Wednesday 24 April 2013

Cookbook Crush: Jerusalem by Yotam Ottolenghi and Sami Tamimi

I’m this kind of annoying passionate person who, when I love something I have to tell the whole world about it. Not that the whole world reads my blog (I wish) but a few people who will end up on this blog might love me forever if I happened to introduce them to my favourite cookbook ever: Jerusalem by Ottolenghi and Tamimi. I’m not exaggerating, let me explain.

Yotam Ottolenghi and Sami Tamimi were both born in Jerusalem. Even though they never met in their native country, they had similar paths: both moved to Tel Aviv and then to London where they became friends and business partners. They realised they had common food memories, coming from the same city and so decided to write Jerusalem together. This cookbook is a kind of homage to the food from their land, compiling both old and traditional recipes as well as dishes that have been inspired by the flavours and local ingredients of Jerusalem.

The book itself is beautiful (there are 2 versions), mine has a beige and gold cover which doesn’t make it look like your average cookbook. This book looks like it’s sacred; about to reveal some precious secrets about cooking.

There are 9 sections in this book: vegetables, pulses and grains, soups, stuffed, meat, fish, savoury pastries, sweet and desserts and finally condiments.

The food photography is amazing, not every single recipe has a picture but the one which do are truly stunning: a real focus on the dish itself and no overuse of props, like you tend to see these days.  In addition to the food photography many street scenes of Jerusalem are portrayed such as markets, food stalls or even the dining table of a simple local food joint.

It’s all about chopped fresh mint, parsley, coriander, fresh chilli, nutmeg, cinnamon, paprika, cumin, pine nuts and many exotic condiments that give so much taste to the food. You’ll find an extensive use of lemon juice and olive oil plus many local Jerusalem ingredients such as cucumbers, tomatoes, artichokes, aubergines, courgettes and so on. The recipes are easy to follow and once you have the essential ingredients in your pantry you’ll find that they’ll be useful for pretty much every other recipe.

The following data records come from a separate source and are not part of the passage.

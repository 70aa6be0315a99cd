//! Game state and core simulation types
//!
//! Entity ids come from a monotonic counter so runs are reproducible; all
//! gameplay randomness draws from the state-owned seeded RNG.

use glam::{Vec2, Vec3};
use rand::{Rng, SeedableRng};
use rand_pcg::Pcg32;
use serde::{Deserialize, Serialize};

use crate::consts::*;

/// Current phase of gameplay
#[derive(Debug, Clone, Copy, PartialEq, Eq, Serialize, Deserialize)]
pub enum GamePhase {
    /// Active gameplay
    Running,
    /// Game is frozen; the renderer keeps drawing the last pose
    Paused,
}

/// A destructible obstacle drifting toward the viewer
#[derive(Debug, Clone, Serialize, Deserialize)]
pub struct Asteroid {
    pub id: u32,
    pub pos: Vec3,
    /// Approach speed along +z (units/sec)
    pub speed: f32,
    /// Visual tessellation detail for the renderer; collision uses
    /// `ASTEROID_RADIUS` regardless
    pub size: f32,
}

impl Asteroid {
    pub fn advance(&mut self, dt: f32) {
        self.pos.z += self.speed * dt;
    }

    /// True once the asteroid has drifted past the camera
    pub fn past_camera(&self) -> bool {
        self.pos.z >= ASTEROID_CULL_DEPTH
    }
}

/// A player-fired projectile
#[derive(Debug, Clone, Serialize, Deserialize)]
pub struct Projectile {
    pub id: u32,
    pub pos: Vec3,
    /// Unit direction of travel
    pub dir: Vec3,
    pub speed: f32,
}

impl Projectile {
    pub fn advance(&mut self, dt: f32) {
        self.pos += self.dir * self.speed * dt;
    }

    /// True once the projectile has flown out the back of the scene
    pub fn out_of_range(&self) -> bool {
        self.pos.z < PROJECTILE_CULL_DEPTH
    }
}

/// Transient explosion marker at a hit point
#[derive(Debug, Clone, Serialize, Deserialize)]
pub struct Explosion {
    pub id: u32,
    pub pos: Vec3,
    /// Seconds since spawn
    pub age: f32,
}

impl Explosion {
    pub fn advance(&mut self, dt: f32) {
        self.age += dt;
    }

    pub fn expired(&self) -> bool {
        self.age >= EFFECT_DURATION
    }
}

/// Floating "+100" label that rises from a hit point and fades out
#[derive(Debug, Clone, Serialize, Deserialize)]
pub struct ScoreLabel {
    pub id: u32,
    pub pos: Vec3,
    pub value: u32,
    pub age: f32,
}

impl ScoreLabel {
    pub fn advance(&mut self, dt: f32) {
        self.pos.y += LABEL_RISE_SPEED * dt;
        self.age += dt;
    }

    pub fn expired(&self) -> bool {
        self.age >= EFFECT_DURATION
    }

    /// Remaining opacity for the renderer (1 at spawn, 0 at expiry)
    pub fn opacity(&self) -> f32 {
        (1.0 - self.age / EFFECT_DURATION).max(0.0)
    }
}

/// A debris particle for explosion visuals (not gameplay-affecting)
#[derive(Debug, Clone, Serialize, Deserialize)]
pub struct Particle {
    pub pos: Vec3,
    pub vel: Vec3,
    pub life: f32, // 0-1, decreases over time
    pub size: f32,
}

/// Maximum particles
pub const MAX_PARTICLES: usize = 512;

/// The player's turret, aimed by hand position
#[derive(Debug, Clone, Serialize, Deserialize)]
pub struct Turret {
    /// Position on the z=0 plane
    pub pos: Vec3,
    /// Crosshair position on the aim plane
    pub aim: Vec3,
}

impl Default for Turret {
    fn default() -> Self {
        Self {
            pos: Vec3::ZERO,
            aim: Vec3::new(0.0, 0.0, AIM_DEPTH),
        }
    }
}

impl Turret {
    /// Map a normalized hand sample onto turret and crosshair positions.
    ///
    /// X is mirrored so moving the hand left steers the turret left from the
    /// player's point of view (the webcam image is flipped).
    pub fn track(&mut self, hand: Vec2) {
        self.pos = Vec3::new(-hand.x * TURRET_RANGE_X, hand.y * TURRET_RANGE_Y, 0.0);
        self.aim = Vec3::new(-hand.x * AIM_RANGE_X, hand.y * AIM_RANGE_Y, AIM_DEPTH);
    }

    /// Unit direction from the muzzle toward the crosshair
    pub fn fire_direction(&self) -> Vec3 {
        (self.aim - self.pos).normalize_or(Vec3::NEG_Z)
    }
}

/// Complete game state (deterministic; serialized for debug dumps)
#[derive(Debug, Clone, Serialize)]
pub struct GameState {
    /// Run seed for reproducibility
    pub seed: u64,
    /// Gameplay RNG (spawn positions, speeds, detail levels)
    #[serde(skip)]
    rng: Pcg32,
    /// Score, incremented only by the hit resolver
    pub score: u64,
    /// Simulation tick counter
    pub time_ticks: u64,
    /// Current phase
    pub phase: GamePhase,
    /// Most recent hand sample (live input, or carried when tracking drops)
    pub last_hand: Vec2,
    /// Hand sample captured at the moment of pausing
    pub frozen_hand: Option<Vec2>,
    /// Time since the last asteroid spawn (frozen while paused)
    pub spawn_clock: f32,
    /// Time since the last shot
    pub fire_clock: f32,
    /// Player turret
    pub turret: Turret,
    /// Active asteroids (sorted by id for determinism)
    pub asteroids: Vec<Asteroid>,
    /// Active projectiles (sorted by id for determinism)
    pub projectiles: Vec<Projectile>,
    /// Active explosion effects
    pub explosions: Vec<Explosion>,
    /// Active floating score labels
    pub labels: Vec<ScoreLabel>,
    /// Visual particles (not gameplay-affecting)
    #[serde(skip)]
    pub particles: Vec<Particle>,
    /// Next entity ID
    next_id: u32,
}

impl GameState {
    /// Create a new game state with the given seed
    pub fn new(seed: u64) -> Self {
        Self {
            seed,
            rng: Pcg32::seed_from_u64(seed),
            score: 0,
            time_ticks: 0,
            phase: GamePhase::Running,
            last_hand: Vec2::ZERO,
            frozen_hand: None,
            spawn_clock: 0.0,
            fire_clock: 0.0,
            turret: Turret::default(),
            asteroids: Vec::new(),
            projectiles: Vec::new(),
            explosions: Vec::new(),
            labels: Vec::new(),
            particles: Vec::new(),
            next_id: 1,
        }
    }

    /// Allocate a new entity ID
    pub fn next_entity_id(&mut self) -> u32 {
        let id = self.next_id;
        self.next_id += 1;
        id
    }

    /// Spawn one asteroid randomized within the spawn field
    pub fn spawn_asteroid(&mut self) {
        let pos = Vec3::new(
            self.rng.random_range(-SPAWN_HALF_WIDTH..SPAWN_HALF_WIDTH),
            self.rng.random_range(-SPAWN_HALF_HEIGHT..SPAWN_HALF_HEIGHT),
            SPAWN_DEPTH,
        );
        let speed = self.rng.random_range(ASTEROID_MIN_SPEED..ASTEROID_MAX_SPEED);
        let size = self.rng.random_range(ASTEROID_MIN_DETAIL..ASTEROID_MAX_DETAIL);
        let id = self.next_entity_id();
        self.asteroids.push(Asteroid { id, pos, speed, size });
    }

    /// Fire one projectile from the turret toward the crosshair
    pub fn fire_projectile(&mut self) {
        let id = self.next_entity_id();
        self.projectiles.push(Projectile {
            id,
            pos: self.turret.pos,
            dir: self.turret.fire_direction(),
            speed: PROJECTILE_SPEED,
        });
    }

    /// Spawn the explosion, floating label, and particle burst for a hit.
    ///
    /// Particle scatter uses a hash mix instead of the gameplay RNG so visual
    /// effects never perturb the spawn stream.
    pub fn spawn_hit_effects(&mut self, point: Vec3) {
        let explosion_id = self.next_entity_id();
        self.explosions.push(Explosion {
            id: explosion_id,
            pos: point,
            age: 0.0,
        });

        let label_id = self.next_entity_id();
        self.labels.push(ScoreLabel {
            id: label_id,
            pos: point,
            value: HIT_SCORE,
            age: 0.0,
        });

        let burst_seed = (self.time_ticks as u32).wrapping_add(explosion_id);
        for i in 0..EXPLOSION_PARTICLES {
            if self.particles.len() >= MAX_PARTICLES {
                self.particles.remove(0);
            }
            let hash = burst_seed
                .wrapping_mul(2654435761)
                .wrapping_add(i as u32 * 7919);
            let rand1 = (hash % 1000) as f32 / 1000.0;
            let rand2 = ((hash >> 10) % 1000) as f32 / 1000.0;
            let rand3 = ((hash >> 20) % 1000) as f32 / 1000.0;

            let theta = rand1 * std::f32::consts::TAU;
            let phi = rand2 * std::f32::consts::PI;
            let speed = PARTICLE_MIN_SPEED + rand3 * (PARTICLE_MAX_SPEED - PARTICLE_MIN_SPEED);
            let vel = Vec3::new(
                phi.sin() * theta.cos(),
                phi.sin() * theta.sin(),
                phi.cos(),
            ) * speed;

            self.particles.push(Particle {
                pos: point,
                vel,
                life: 1.0,
                size: 0.1,
            });
        }
    }
}

#[cfg(test)]
mod tests {
    use super::*;

    #[test]
    fn test_entity_ids_monotonic() {
        let mut state = GameState::new(1);
        let a = state.next_entity_id();
        let b = state.next_entity_id();
        assert!(b > a);
    }

    #[test]
    fn test_spawn_asteroid_within_field() {
        let mut state = GameState::new(42);
        for _ in 0..32 {
            state.spawn_asteroid();
        }
        for asteroid in &state.asteroids {
            assert!(asteroid.pos.x >= -SPAWN_HALF_WIDTH && asteroid.pos.x < SPAWN_HALF_WIDTH);
            assert!(asteroid.pos.y >= -SPAWN_HALF_HEIGHT && asteroid.pos.y < SPAWN_HALF_HEIGHT);
            assert_eq!(asteroid.pos.z, SPAWN_DEPTH);
            assert!(asteroid.speed >= ASTEROID_MIN_SPEED && asteroid.speed < ASTEROID_MAX_SPEED);
        }
    }

    #[test]
    fn test_turret_track_mirrors_x() {
        let mut turret = Turret::default();
        turret.track(Vec2::new(1.0, 0.5));
        assert!((turret.pos.x - -TURRET_RANGE_X).abs() < 1e-6);
        assert!((turret.pos.y - 0.5 * TURRET_RANGE_Y).abs() < 1e-6);
        assert!((turret.aim.x - -AIM_RANGE_X).abs() < 1e-6);
        assert_eq!(turret.aim.z, AIM_DEPTH);
    }

    #[test]
    fn test_fire_direction_is_unit() {
        let mut turret = Turret::default();
        turret.track(Vec2::new(0.3, -0.7));
        let dir = turret.fire_direction();
        assert!((dir.length() - 1.0).abs() < 1e-5);
        // Crosshair sits in front of the turret, so shots travel into the scene
        assert!(dir.z < 0.0);
    }

    #[test]
    fn test_hit_effects_spawn_one_of_each() {
        let mut state = GameState::new(7);
        state.spawn_hit_effects(Vec3::new(0.0, 0.0, -5.0));
        assert_eq!(state.explosions.len(), 1);
        assert_eq!(state.labels.len(), 1);
        assert_eq!(state.labels[0].value, HIT_SCORE);
        assert_eq!(state.particles.len(), EXPLOSION_PARTICLES);
    }
}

Consider a trip to an ethnic food shop to get started with Jerusalem to find things like sumac, date syrup, tahini and cardamom.  Moore Street is very good for this if you are Dublin city centre based like me.  Also, another reason why I adore this book is that I feel like I’m eating colourful and tasty, but also healthy food. You’ll find many salads, soups, vegetarian dishes, dips and Greek yoghurt based sauces that don’t require the use of fattening ingredients. Simple and delicious food at its best; this is what Jerusalem is about.

My pics of some of the dishes we made from this book
Lamb, couscous, hummus, meatballs: everything cooked from this book is guaranteed to be packed with flavours and to make your tastebuds explode with contentment. Mr FFID only bought me this book a month ago as a surprise and I’ve made the following dishes which all were divine, if I do say so myself:

  •    Open Kibbeh (p160)
  •  Stuffed aubergine with lamb and pine nuts (p166)
  •   Turkey and Courgette Burgers with spring onion and cumin (p200)
  •  Kofta b’siniyah (p195)
  • Butternut squash and tahini spread (p68)
Mr FFID even used this book to reproduce the following recipes, we loved them:

  • Red pepper and baked egg galettes (p243)
  • Braised eggs with lamb, tahini and sumac (p205)

I can wholeheartedly recommend this book for its flavoursome cuisine and amazing photographs.  I’m totally in love with it: it’s like eating sun on a plate!
Do you have Jerusalem? What is your favourite recipe from this book?